Sun Microsystems Inc. and Lenovo Group Ltd. have announced an agreement to bundle the StarOffice 8 office suite in Lenovos latest ThinkPad R51e notebook.
In the deal, which was announced earlier this week, Sun and Lenovo agreed to bundle the newly released StarOffice 8 to Singapore customers on one model of the ThinkPad line.
StarOffice 8 is designed to compete directly with Microsoft Office.
Besides including equivalents to Offices components—such as Word, Excel and PowerPoint—the new StarOffice includes functionality to make it easy for users to migrate from Microsoft Office to StarOffice.
Suns new office suite is also the first commercial suite to support the OpenDocument format.
However, one shouldnt mistake this move to mean that Lenovo is getting ready to offer StarOffice on its systems to a broad audience.
“Lenovo has no plans to bundle StarOffice on Think-branded products worldwide,” said Jeff Dundash, a Lenovo PR representative. “In Singapore, we are responding to a unique need to meet the cost requirements of customers in that country.
“We have worked with our distributor, Ingram Micro, to include the software CD with select orders of the ThinkPad R50e in Singapore. This is consistent with how we handle the fulfillment of other customer software requirements.”
Other Chinese companies are being more aggressive about making open-source programs and operating systems available to their customers.
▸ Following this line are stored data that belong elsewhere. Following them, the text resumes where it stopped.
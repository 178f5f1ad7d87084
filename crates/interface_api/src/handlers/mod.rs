//! Request handlers

pub mod health;
pub mod claims;
pub mod distributions;
pub mod portfolio;
pub mod rules;
pub mod compliance;
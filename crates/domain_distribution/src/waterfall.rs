//! Settlement waterfall distribution
//!
//! Proceeds flow through the priority tiers in order, each tier taking at
//! most its nominal amount from what remains:
//!
//! ```text
//! 1. outstanding costs          -> funder
//! 2. first-tier funder return   -> funder
//! 3. distribution cost overrun  -> firm
//! 4. net proceeds               -> funder_fraction to the funder,
//!                                  the rest to the firm, half of which
//!                                  goes on to the claims processor
//! ```
//!
//! The firm's portion of net proceeds is the remainder after the funder's
//! portion, so the three final shares always sum to the gross amount.

use rust_decimal::Decimal;
use serde::{Deserialize, Serialize};
use tracing::{debug, info};

use core_kernel::Money;
use crate::error::DistributionError;
use crate::priority::{PriorityRules, PriorityTerms, CLAIMS_PROCESSOR_FRACTION};

/// Waterfall tier a payment was made under
#[derive(Debug, Clone, Copy, PartialEq, Eq, Hash, Serialize, Deserialize)]
#[serde(rename_all = "snake_case")]
pub enum Tier {
    OutstandingCosts,
    FirstTierFunderReturn,
    DistributionCostsOverrun,
    NetProceeds,
}

#[derive(Debug, Clone, Copy, PartialEq, Eq, Hash, Serialize, Deserialize)]
#[serde(rename_all = "snake_case")]
pub enum Recipient {
    Funder,
    Firm,
    ClaimsProcessor,
}

/// One line of the distribution audit trail
#[derive(Debug, Clone, PartialEq, Serialize, Deserialize)]
pub struct TierPayment {
    pub tier: Tier,
    pub recipient: Recipient,
    pub amount: Money,
}

/// Breakdown of one distribution
#[derive(Debug, Clone, PartialEq, Serialize, Deserialize)]
pub struct DistributionResult {
    pub gross_proceeds: Money,
    pub outstanding_costs_paid: Money,
    pub first_tier_funder_paid: Money,
    pub distribution_overrun_paid: Money,
    pub net_proceeds: Money,
    pub funder_portion: Money,
    pub firm_portion: Money,
    pub funder_share: Money,
    pub firm_share: Money,
    pub claims_processor_share: Money,
}

impl DistributionResult {
    /// Every payment in waterfall order, including zero payments
    pub fn tier_payments(&self) -> Vec<TierPayment> {
        let firm_final_share = self.firm_portion - self.claims_processor_share;
        [
            (Tier::OutstandingCosts, Recipient::Funder, self.outstanding_costs_paid),
            (Tier::FirstTierFunderReturn, Recipient::Funder, self.first_tier_funder_paid),
            (Tier::DistributionCostsOverrun, Recipient::Firm, self.distribution_overrun_paid),
            (Tier::NetProceeds, Recipient::Funder, self.funder_portion),
            (Tier::NetProceeds, Recipient::Firm, firm_final_share),
            (Tier::NetProceeds, Recipient::ClaimsProcessor, self.claims_processor_share),
        ]
        .into_iter()
        .map(|(tier, recipient, amount)| TierPayment { tier, recipient, amount })
        .collect()
    }

    /// Sum of the three final shares
    pub fn total_distributed(&self) -> Money {
        self.funder_share + self.firm_share + self.claims_processor_share
    }
}

/// Distributes proceeds under a fixed set of priority rules
#[derive(Debug, Clone)]
pub struct WaterfallDistributor {
    rules: PriorityRules,
}

impl WaterfallDistributor {
    /// Creates a distributor, re-checking the rules
    pub fn new(rules: PriorityRules) -> Result<Self, DistributionError> {
        PriorityTerms::from(rules.clone()).validate()?;
        Ok(Self { rules })
    }

    pub fn rules(&self) -> &PriorityRules {
        &self.rules
    }

    /// Runs `gross` through the waterfall
    pub fn distribute(&self, gross: Money) -> Result<DistributionResult, DistributionError> {
        let currency = self.rules.currency();
        if gross.currency() != currency {
            return Err(DistributionError::CurrencyMismatch {
                expected: currency,
                actual: gross.currency(),
            });
        }
        if gross.is_negative() {
            return Err(DistributionError::NegativeProceeds(gross.amount()));
        }

        let mut remaining = gross;
        let mut take = |nominal: Money| -> Result<Money, DistributionError> {
            let paid = remaining.checked_min(&nominal)?;
            remaining = remaining.checked_sub(&paid)?;
            Ok(paid)
        };

        let outstanding_costs_paid = take(self.rules.outstanding_costs_sum())?;
        let first_tier_funder_paid = take(self.rules.first_tier_funder_return())?;
        let distribution_overrun_paid = take(self.rules.distribution_costs_overrun())?;

        let net_proceeds = remaining.non_negative();
        let funder_portion = self.rules.funder_fraction().apply(&net_proceeds);
        let firm_portion = net_proceeds.checked_sub(&funder_portion)?;
        let claims_processor_share = firm_portion.multiply(CLAIMS_PROCESSOR_FRACTION);
        let firm_final_share = firm_portion.checked_sub(&claims_processor_share)?;

        debug!(
            outstanding = %outstanding_costs_paid,
            first_tier = %first_tier_funder_paid,
            overrun = %distribution_overrun_paid,
            net = %net_proceeds,
            "Priority tiers settled"
        );

        let funder_share = outstanding_costs_paid
            .checked_add(&first_tier_funder_paid)?
            .checked_add(&funder_portion)?;
        let firm_share = distribution_overrun_paid.checked_add(&firm_final_share)?;

        info!(
            gross = %gross,
            funder = %funder_share,
            firm = %firm_share,
            claims_processor = %claims_processor_share,
            "Proceeds distributed"
        );

        Ok(DistributionResult {
            gross_proceeds: gross,
            outstanding_costs_paid,
            first_tier_funder_paid,
            distribution_overrun_paid,
            net_proceeds,
            funder_portion,
            firm_portion,
            funder_share,
            firm_share,
            claims_processor_share,
        })
    }

    /// Convenience for a plain amount in the rules' currency
    ///
    /// The amount is rounded to 4 decimal places on the way in, like every
    /// [`Money`]. `gross_proceeds` holds the rounded value and the shares
    /// sum exactly to it.
    pub fn distribute_amount(&self, gross: Decimal) -> Result<DistributionResult, DistributionError> {
        self.distribute(Money::new(gross, self.rules.currency()))
    }
}
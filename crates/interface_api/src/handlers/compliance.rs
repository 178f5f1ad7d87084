//! Compliance handlers

use axum::{extract::State, Json};

use domain_distribution::{check_lfa_compliance, ComplianceReport, FundedClaim};

use crate::{AppState, error::ApiError};

/// Checks one funded claim against the configured funding agreement
pub async fn check(
    State(state): State<AppState>,
    Json(claim): Json<FundedClaim>,
) -> Result<Json<ComplianceReport>, ApiError> {
    Ok(Json(check_lfa_compliance(&claim, &state.lfa)?))
}
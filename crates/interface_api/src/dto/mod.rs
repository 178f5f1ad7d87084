//! Request and response bodies that are not plain domain types

pub mod claims;
pub mod distributions;
pub mod portfolio;
pub mod rules;
//! Pre-built Test Fixtures
//!
//! Provides ready-to-use claims, rules and dates. The claims mirror the
//! cases the scheme is usually demonstrated with, so expected verdicts are
//! stable and easy to reason about.

use chrono::NaiveDate;
use core_kernel::{Currency, Money};
use domain_distribution::{FundedClaim, LfaTerms, PriorityRules, PriorityTerms, WaterfallDistributor};
use domain_redress::{ClaimRecord, SchemeRules};
use rust_decimal::Decimal;
use rust_decimal_macros::dec;

use crate::builders::ClaimRecordBuilder;

/// Fixture for Money test data
pub struct MoneyFixtures;

impl MoneyFixtures {
    pub fn gbp(amount: Decimal) -> Money {
        Money::new(amount, Currency::GBP)
    }

    pub fn gbp_zero() -> Money {
        Money::zero(Currency::GBP)
    }

    /// EUR amount for currency mismatch tests
    pub fn eur_100() -> Money {
        Money::new(dec!(100.00), Currency::EUR)
    }
}

/// Fixture for calendar dates
pub struct DateFixtures;

impl DateFixtures {
    /// Evaluation date used by most scenarios (1 Nov 2024)
    pub fn as_of() -> NaiveDate {
        NaiveDate::from_ymd_opt(2024, 11, 1).unwrap()
    }

    /// Agreement date inside the scheme window (15 Jun 2019)
    pub fn agreement() -> NaiveDate {
        NaiveDate::from_ymd_opt(2019, 6, 15).unwrap()
    }

    /// First day of the default scheme window
    pub fn window_start() -> NaiveDate {
        NaiveDate::from_ymd_opt(2007, 4, 6).unwrap()
    }

    /// Last day of the default scheme window
    pub fn window_end() -> NaiveDate {
        NaiveDate::from_ymd_opt(2021, 1, 28).unwrap()
    }
}

/// Fixture for claim records
pub struct ClaimFixtures;

impl ClaimFixtures {
    /// PCP claim, 60% commission, undisclosed: eligible
    pub fn eligible_pcp() -> ClaimRecord {
        ClaimRecordBuilder::new()
            .with_reference("TEST-001")
            .with_claimed_amount(dec!(4500))
            .build()
    }

    /// HP claim, 24% commission: requires review
    pub fn below_threshold_hp() -> ClaimRecord {
        ClaimRecordBuilder::new()
            .with_reference("TEST-002")
            .with_agreement_date("2015-03-20")
            .with_product_type("HP")
            .with_loan_amount(dec!(15000))
            .with_commission(dec!(1200), dec!(5000))
            .with_claimed_amount(dec!(1800))
            .build()
    }

    /// Agreement before the scheme window: ineligible
    pub fn before_window() -> ClaimRecord {
        ClaimRecordBuilder::new()
            .with_reference("TEST-003")
            .with_agreement_date("01/01/2005")
            .build()
    }

    /// Product outside the scheme: ineligible
    pub fn uncovered_product() -> ClaimRecord {
        ClaimRecordBuilder::new()
            .with_reference("TEST-004")
            .with_product_type("Personal Loan")
            .build()
    }

    /// Zero cost of credit, so the commission percentage is unknown
    pub fn zero_cost_of_credit() -> ClaimRecord {
        ClaimRecordBuilder::new()
            .with_reference("TEST-005")
            .with_commission(dec!(3000), Decimal::ZERO)
            .build()
    }

    /// Negative loan amount: fails hard validation
    pub fn negative_amount() -> ClaimRecord {
        ClaimRecordBuilder::new()
            .with_reference("TEST-006")
            .with_loan_amount(dec!(-100))
            .build()
    }

    /// One claim of each kind, in a fixed order
    pub fn mixed_portfolio() -> Vec<ClaimRecord> {
        vec![
            Self::eligible_pcp(),
            Self::below_threshold_hp(),
            Self::before_window(),
            Self::uncovered_product(),
            Self::zero_cost_of_credit(),
            Self::negative_amount(),
        ]
    }
}

/// Fixture for scheme and priority configuration
pub struct RulesFixtures;

impl RulesFixtures {
    pub fn scheme() -> SchemeRules {
        SchemeRules::default()
    }

    pub fn capped_scheme(cap: Decimal) -> SchemeRules {
        SchemeRules::default().with_max_redress_amount(cap)
    }

    /// Priority deed terms: 20,000 costs, 10,000 first-tier return,
    /// 5,000 overrun, 80/20 split
    pub fn priority_terms() -> PriorityTerms {
        PriorityTerms::new(dec!(20000), dec!(10000), dec!(5000))
    }

    pub fn priority_rules() -> PriorityRules {
        PriorityRules::new(Self::priority_terms()).unwrap()
    }

    pub fn distributor() -> WaterfallDistributor {
        WaterfallDistributor::new(Self::priority_rules()).unwrap()
    }

    /// Funding agreement terms: 50,000 cap, UK, ATE insurance required
    pub fn lfa_terms() -> LfaTerms {
        LfaTerms::default()
    }
}

/// Fixture for funded claims
pub struct FundingFixtures;

impl FundingFixtures {
    /// Funded within cap with every required document on file
    pub fn documented(reference: &str, funded: Decimal) -> FundedClaim {
        FundedClaim::new(reference, funded).with_documents(["claim_form", "lfa_signed", "insurance_policy"])
    }

    /// Funded with nothing on file
    pub fn undocumented(reference: &str, funded: Decimal) -> FundedClaim {
        FundedClaim::new(reference, funded)
    }
}

#[cfg(test)]
mod tests {
    use super::*;

    #[test]
    fn test_mixed_portfolio_has_unique_references() {
        let portfolio = ClaimFixtures::mixed_portfolio();
        let references: std::collections::BTreeSet<_> = portfolio.iter().map(|c| c.reference.as_str()).collect();
        assert_eq!(references.len(), portfolio.len());
    }

    #[test]
    fn test_rules_fixtures_are_valid() {
        assert!(RulesFixtures::scheme().validate().is_ok());
        assert!(RulesFixtures::priority_terms().validate().is_ok());
        assert!(RulesFixtures::lfa_terms().validate().is_ok());
    }

    #[test]
    fn test_window_fixtures_match_defaults() {
        let rules = RulesFixtures::scheme();
        assert_eq!(rules.min_date, DateFixtures::window_start());
        assert_eq!(rules.max_date, DateFixtures::window_end());
    }
}
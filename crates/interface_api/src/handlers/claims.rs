//! Claims handlers

use std::sync::Arc;

use axum::{extract::{Query, State}, Json};
use chrono::NaiveDate;
use tracing::debug;

use domain_redress::{
    calculate_as_of, evaluate_as_of, validate_claim, validate_outcomes, ClaimRecord, ClaimValidation,
    EligibilityResult, PortfolioValidation, RedressCalculation,
};

use crate::{AppState, error::ApiError};
use crate::dto::claims::AsOfQuery;

fn as_of(state: &AppState, query: &AsOfQuery) -> NaiveDate {
    query.as_of.unwrap_or_else(|| state.config.timezone.today())
}

/// Runs eligibility, redress and amount comparison for one claim
pub async fn validate(
    State(state): State<AppState>,
    Query(query): Query<AsOfQuery>,
    Json(claim): Json<ClaimRecord>,
) -> Result<Json<ClaimValidation>, ApiError> {
    let as_of = as_of(&state, &query);
    Ok(Json(validate_claim(&claim, &state.rules, as_of)?))
}

/// Evaluates eligibility only
pub async fn eligibility(
    State(state): State<AppState>,
    Query(query): Query<AsOfQuery>,
    Json(claim): Json<ClaimRecord>,
) -> Result<Json<EligibilityResult>, ApiError> {
    claim.validate()?;
    let as_of = as_of(&state, &query);
    Ok(Json(evaluate_as_of(&claim, &state.rules, as_of)))
}

/// Calculates the scheme redress only
pub async fn redress(
    State(state): State<AppState>,
    Query(query): Query<AsOfQuery>,
    Json(claim): Json<ClaimRecord>,
) -> Result<Json<RedressCalculation>, ApiError> {
    claim.validate()?;
    let as_of = as_of(&state, &query);
    Ok(Json(calculate_as_of(&claim, &state.rules, as_of)))
}

/// Validates a batch of claims
///
/// The batch is split into chunks, each validated on a blocking worker;
/// outcomes are reassembled in input order.
pub async fn batch(
    State(state): State<AppState>,
    Query(query): Query<AsOfQuery>,
    Json(claims): Json<Vec<ClaimRecord>>,
) -> Result<Json<PortfolioValidation>, ApiError> {
    let as_of = as_of(&state, &query);
    let chunk_size = state.config.batch_chunk_size;

    let workers: Vec<_> = claims
        .chunks(chunk_size)
        .map(|chunk| {
            let chunk = chunk.to_vec();
            let rules = Arc::clone(&state.rules);
            tokio::task::spawn_blocking(move || validate_outcomes(&chunk, &rules, as_of))
        })
        .collect();
    debug!(claims = claims.len(), workers = workers.len(), "Batch dispatched");

    let mut outcomes = Vec::with_capacity(claims.len());
    for worker in workers {
        outcomes.extend(worker.await?);
    }

    Ok(Json(PortfolioValidation::from_outcomes(outcomes, &state.rules, as_of)))
}
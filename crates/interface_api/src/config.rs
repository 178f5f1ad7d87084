//! API configuration
//!
//! Layered in order: built-in defaults, an optional `redress.toml` in the
//! working directory, then `API_*` environment variables. Nested sections
//! use a double underscore, e.g. `API_SCHEME__PLEVIN_THRESHOLD_PCT=40` or
//! `API_PRIORITY__OUTSTANDING_COSTS_SUM=20000` or `API_LFA__FUNDING_CAP=75000`.

use serde::{Deserialize, Serialize};

use core_kernel::Timezone;
use domain_distribution::{DbaTerms, LfaTerms, PriorityTerms};
use domain_redress::SchemeRules;

/// Log output format
#[derive(Debug, Clone, Copy, PartialEq, Eq, Default, Serialize, Deserialize)]
#[serde(rename_all = "lowercase")]
pub enum LogFormat {
    #[default]
    Text,
    Json,
}

/// API configuration
#[derive(Debug, Clone, Serialize, Deserialize)]
#[serde(default)]
pub struct ApiConfig {
    /// Server host
    pub host: String,
    /// Server port
    pub port: u16,
    /// Log level or `EnvFilter` directive
    pub log_level: String,
    pub log_format: LogFormat,
    /// Claims per blocking task in batch validation
    pub batch_chunk_size: usize,
    /// Zone whose calendar date is "today" for evaluations
    pub timezone: Timezone,
    pub scheme: SchemeRules,
    pub priority: PriorityTerms,
    pub dba: DbaTerms,
    pub lfa: LfaTerms,
}

impl Default for ApiConfig {
    fn default() -> Self {
        Self {
            host: "0.0.0.0".to_string(),
            port: 8080,
            log_level: "info".to_string(),
            log_format: LogFormat::default(),
            batch_chunk_size: 250,
            timezone: Timezone::default(),
            scheme: SchemeRules::default(),
            priority: PriorityTerms::default(),
            dba: DbaTerms::default(),
            lfa: LfaTerms::default(),
        }
    }
}

impl ApiConfig {
    /// Loads configuration from `redress.toml` (if present) and environment
    pub fn from_env() -> Result<Self, config::ConfigError> {
        config::Config::builder()
            .add_source(config::File::with_name("redress").required(false))
            .add_source(
                config::Environment::with_prefix("API")
                    .prefix_separator("_")
                    .separator("__"),
            )
            .build()?
            .try_deserialize()
    }

    /// Returns the server address
    pub fn server_addr(&self) -> String {
        format!("{}:{}", self.host, self.port)
    }
}
//! Core Kernel - Foundational types and utilities for the redress system
//!
//! This crate provides the building blocks shared by the domain crates:
//! - Money and rate types with precise decimal arithmetic
//! - Claim-date parsing and elapsed-time helpers
//! - Common identifiers

pub mod money;
pub mod temporal;
pub mod identifiers;

pub use money::{Money, Currency, MoneyError, Rate};
pub use temporal::{
    parse_claim_date, years_between, days_between, DateParseError, Timezone,
    CLAIM_DATE_FORMATS, DAYS_PER_YEAR,
};
pub use identifiers::RunId;
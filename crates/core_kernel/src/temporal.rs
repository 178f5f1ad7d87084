//! Claim-date handling
//!
//! Claim records arrive from spreadsheet and document ingestion with dates in
//! a handful of textual layouts. This module parses them against an explicit,
//! ordered list of formats and provides the elapsed-time arithmetic used by
//! the eligibility and redress rules.

use chrono::{DateTime, NaiveDate, Utc};
use chrono_tz::Tz;
use rust_decimal::Decimal;
use rust_decimal_macros::dec;
use serde::{Deserialize, Deserializer, Serialize, Serializer};
use std::str::FromStr;
use thiserror::Error;

/// Accepted claim-date layouts, tried in this order
pub const CLAIM_DATE_FORMATS: [&str; 3] = ["%Y-%m-%d", "%d/%m/%Y", "%d-%m-%Y"];

/// Average year length used for elapsed-year calculations
pub const DAYS_PER_YEAR: Decimal = dec!(365.25);

/// Errors raised when a claim date cannot be read
#[derive(Debug, Clone, Error, PartialEq, Eq)]
pub enum DateParseError {
    #[error("date not provided")]
    Missing,

    #[error("invalid date format: {0}")]
    InvalidFormat(String),
}

/// Parses a claim date, trying each of [`CLAIM_DATE_FORMATS`] in order.
///
/// The first format that parses wins. Surrounding whitespace is ignored;
/// an empty string is reported as [`DateParseError::Missing`].
///
/// # Example
///
/// ```rust
/// use core_kernel::parse_claim_date;
/// use chrono::NaiveDate;
///
/// let expected = NaiveDate::from_ymd_opt(2019, 6, 15).unwrap();
/// assert_eq!(parse_claim_date("2019-06-15").unwrap(), expected);
/// assert_eq!(parse_claim_date("15/06/2019").unwrap(), expected);
/// assert_eq!(parse_claim_date("15-06-2019").unwrap(), expected);
/// ```
pub fn parse_claim_date(raw: &str) -> Result<NaiveDate, DateParseError> {
    let trimmed = raw.trim();
    if trimmed.is_empty() {
        return Err(DateParseError::Missing);
    }

    CLAIM_DATE_FORMATS
        .iter()
        .find_map(|fmt| NaiveDate::parse_from_str(trimmed, fmt).ok())
        .ok_or_else(|| DateParseError::InvalidFormat(trimmed.to_string()))
}

/// Whole days from `from` to `to` (negative when `to` is earlier)
pub fn days_between(from: NaiveDate, to: NaiveDate) -> i64 {
    (to - from).num_days()
}

/// Elapsed years from `from` to `to`, as whole days over 365.25
pub fn years_between(from: NaiveDate, to: NaiveDate) -> Decimal {
    Decimal::from(days_between(from, to)) / DAYS_PER_YEAR
}

/// Timezone wrapper for the jurisdiction whose calendar defines "today"
///
/// Wraps chrono_tz::Tz with string serialization so it can be read from
/// configuration.
#[derive(Debug, Clone, Copy, PartialEq, Eq)]
pub struct Timezone(pub Tz);

impl Timezone {
    /// The calendar date of `instant` in this timezone
    pub fn date_of(&self, instant: DateTime<Utc>) -> NaiveDate {
        instant.with_timezone(&self.0).date_naive()
    }

    /// Today's calendar date in this timezone
    pub fn today(&self) -> NaiveDate {
        self.date_of(Utc::now())
    }
}

impl Default for Timezone {
    fn default() -> Self {
        Self(chrono_tz::Europe::London)
    }
}

impl Serialize for Timezone {
    fn serialize<S>(&self, serializer: S) -> Result<S::Ok, S::Error>
    where
        S: Serializer,
    {
        serializer.serialize_str(self.0.name())
    }
}

impl<'de> Deserialize<'de> for Timezone {
    fn deserialize<D>(deserializer: D) -> Result<Self, D::Error>
    where
        D: Deserializer<'de>,
    {
        let s = String::deserialize(deserializer)?;
        Tz::from_str(&s)
            .map(Timezone)
            .map_err(|_| serde::de::Error::custom(format!("Invalid timezone: {}", s)))
    }
}
use anyhow::{Context, Result};

/// Application configuration loaded from environment variables.
/// Fails at startup if required variables are missing.
#[derive(Debug, Clone)]
pub struct Config {
    pub remote_store_url: String,
    pub remote_store_key: String,
    pub local_store_dir: String,
    pub export_dir: String,
    /// When set, suggestions are proxied to this endpoint instead of the
    /// built-in canned provider.
    pub suggestions_url: Option<String>,
    pub port: u16,
    pub rust_log: String,
}

impl Config {
    pub fn from_env() -> Result<Self> {
        dotenvy::dotenv().ok(); // load .env if present; ignore if missing

        Ok(Config {
            remote_store_url: require_env("REMOTE_STORE_URL")?,
            remote_store_key: require_env("REMOTE_STORE_KEY")?,
            local_store_dir: require_env("LOCAL_STORE_DIR")?,
            export_dir: std::env::var("EXPORT_DIR").unwrap_or_else(|_| "./exports".to_string()),
            suggestions_url: std::env::var("SUGGESTIONS_URL").ok(),
            port: std::env::var("PORT")
                .unwrap_or_else(|_| "8080".to_string())
                .parse::<u16>()
                .context("PORT must be a valid port number")?,
            rust_log: std::env::var("RUST_LOG").unwrap_or_else(|_| "info".to_string()),
        })
    }
}

fn require_env(key: &str) -> Result<String> {
    std::env::var(key).with_context(|| format!("Required environment variable '{key}' is not set"))
}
Sun Wah Linux Ltd., a Hong Kong-based Linux distributor and member of the Debian Common Core Alliance, announced Wednesday that it is supplying its Chinese-language Linux on more than 140,000 new systems to the Jiangsu Provincial Department of Education.
Sun Wah maintains that this is the single largest procurement project in the China education history.
Indeed, “This is the largest Linux desktop roll-out in Asia, thus proving that national Linux OS is moving toward more practical usage by saving millions of dollars and bringing profound influence to China Linux development and application promotion,” said Alex Banh, CEO of Sun Wah Linux.
“This project marks the cooperative effort of Sun Wah Linux and the Jiangsu governments use of Linux to fight against Microsofts monopoly in China,” Banh added.